[Available data — start]

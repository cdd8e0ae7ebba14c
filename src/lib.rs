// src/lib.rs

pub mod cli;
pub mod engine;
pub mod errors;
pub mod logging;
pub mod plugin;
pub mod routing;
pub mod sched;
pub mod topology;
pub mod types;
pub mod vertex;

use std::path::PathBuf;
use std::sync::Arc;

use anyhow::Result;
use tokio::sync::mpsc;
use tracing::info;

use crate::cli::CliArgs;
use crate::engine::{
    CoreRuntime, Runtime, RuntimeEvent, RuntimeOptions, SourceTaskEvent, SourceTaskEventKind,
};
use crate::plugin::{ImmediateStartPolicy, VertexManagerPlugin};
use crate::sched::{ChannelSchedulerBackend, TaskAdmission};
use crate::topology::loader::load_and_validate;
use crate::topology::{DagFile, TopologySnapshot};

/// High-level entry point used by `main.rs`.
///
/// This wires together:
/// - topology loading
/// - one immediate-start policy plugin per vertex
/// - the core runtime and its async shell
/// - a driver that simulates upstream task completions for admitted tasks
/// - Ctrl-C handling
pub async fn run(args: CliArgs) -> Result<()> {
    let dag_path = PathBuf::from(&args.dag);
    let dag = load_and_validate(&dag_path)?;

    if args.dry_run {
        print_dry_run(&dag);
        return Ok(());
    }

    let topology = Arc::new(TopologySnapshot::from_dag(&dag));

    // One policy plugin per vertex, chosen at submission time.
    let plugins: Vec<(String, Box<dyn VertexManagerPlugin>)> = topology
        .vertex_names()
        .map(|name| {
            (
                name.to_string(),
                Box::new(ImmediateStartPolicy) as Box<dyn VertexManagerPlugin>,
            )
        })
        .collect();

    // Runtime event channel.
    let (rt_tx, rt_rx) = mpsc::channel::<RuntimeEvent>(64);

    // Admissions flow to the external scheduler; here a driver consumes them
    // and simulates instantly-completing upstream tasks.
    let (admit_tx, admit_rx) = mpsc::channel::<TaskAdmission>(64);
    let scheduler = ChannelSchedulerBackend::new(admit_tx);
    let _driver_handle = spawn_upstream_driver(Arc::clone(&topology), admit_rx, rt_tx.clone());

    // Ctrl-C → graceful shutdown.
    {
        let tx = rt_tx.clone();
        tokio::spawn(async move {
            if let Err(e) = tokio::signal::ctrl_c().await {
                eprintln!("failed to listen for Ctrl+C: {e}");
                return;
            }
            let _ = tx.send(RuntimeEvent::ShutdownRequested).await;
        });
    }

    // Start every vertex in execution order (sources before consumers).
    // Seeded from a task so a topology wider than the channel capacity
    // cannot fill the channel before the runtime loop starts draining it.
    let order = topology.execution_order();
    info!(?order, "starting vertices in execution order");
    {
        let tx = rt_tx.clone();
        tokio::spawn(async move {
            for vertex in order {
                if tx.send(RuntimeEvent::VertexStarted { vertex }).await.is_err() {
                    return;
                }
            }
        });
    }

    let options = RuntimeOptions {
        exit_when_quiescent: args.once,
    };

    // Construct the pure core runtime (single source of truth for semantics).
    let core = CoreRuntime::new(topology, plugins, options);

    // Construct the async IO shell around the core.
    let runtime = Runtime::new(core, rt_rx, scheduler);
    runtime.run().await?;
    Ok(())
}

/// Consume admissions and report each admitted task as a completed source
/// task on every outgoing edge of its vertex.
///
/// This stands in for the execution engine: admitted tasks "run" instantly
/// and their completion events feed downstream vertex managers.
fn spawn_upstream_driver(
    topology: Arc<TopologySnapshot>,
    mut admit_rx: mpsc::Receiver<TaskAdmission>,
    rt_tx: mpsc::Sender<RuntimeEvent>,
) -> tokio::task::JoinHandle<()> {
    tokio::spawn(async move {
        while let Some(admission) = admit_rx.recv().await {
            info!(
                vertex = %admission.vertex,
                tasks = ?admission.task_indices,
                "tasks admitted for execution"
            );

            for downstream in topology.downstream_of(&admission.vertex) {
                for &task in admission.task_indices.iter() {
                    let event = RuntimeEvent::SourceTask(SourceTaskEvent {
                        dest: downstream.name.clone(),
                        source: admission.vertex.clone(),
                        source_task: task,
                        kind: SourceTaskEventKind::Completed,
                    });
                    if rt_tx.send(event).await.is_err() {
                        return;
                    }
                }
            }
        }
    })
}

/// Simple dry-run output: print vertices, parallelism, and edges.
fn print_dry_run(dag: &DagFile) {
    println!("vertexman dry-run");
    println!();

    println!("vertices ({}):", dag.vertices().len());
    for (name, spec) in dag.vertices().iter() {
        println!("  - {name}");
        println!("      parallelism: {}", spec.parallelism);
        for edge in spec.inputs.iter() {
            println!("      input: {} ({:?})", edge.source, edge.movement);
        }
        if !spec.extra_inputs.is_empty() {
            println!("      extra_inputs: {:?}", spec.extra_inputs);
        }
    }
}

[Available data — finish]

**What you are asked to do:**
Go through the records and pull out each line that includes the word "topology".

**Task answer:**
pub mod topology;
use crate::topology::loader::load_and_validate;
use crate::topology::{DagFile, TopologySnapshot};
/// - topology loading
    let topology = Arc::new(TopologySnapshot::from_dag(&dag));
    let plugins: Vec<(String, Box<dyn VertexManagerPlugin>)> = topology
    let _driver_handle = spawn_upstream_driver(Arc::clone(&topology), admit_rx, rt_tx.clone());
    // Seeded from a task so a topology wider than the channel capacity
    let order = topology.execution_order();
    let core = CoreRuntime::new(topology, plugins, options);
    topology: Arc<TopologySnapshot>,
            for downstream in topology.downstream_of(&admission.vertex) {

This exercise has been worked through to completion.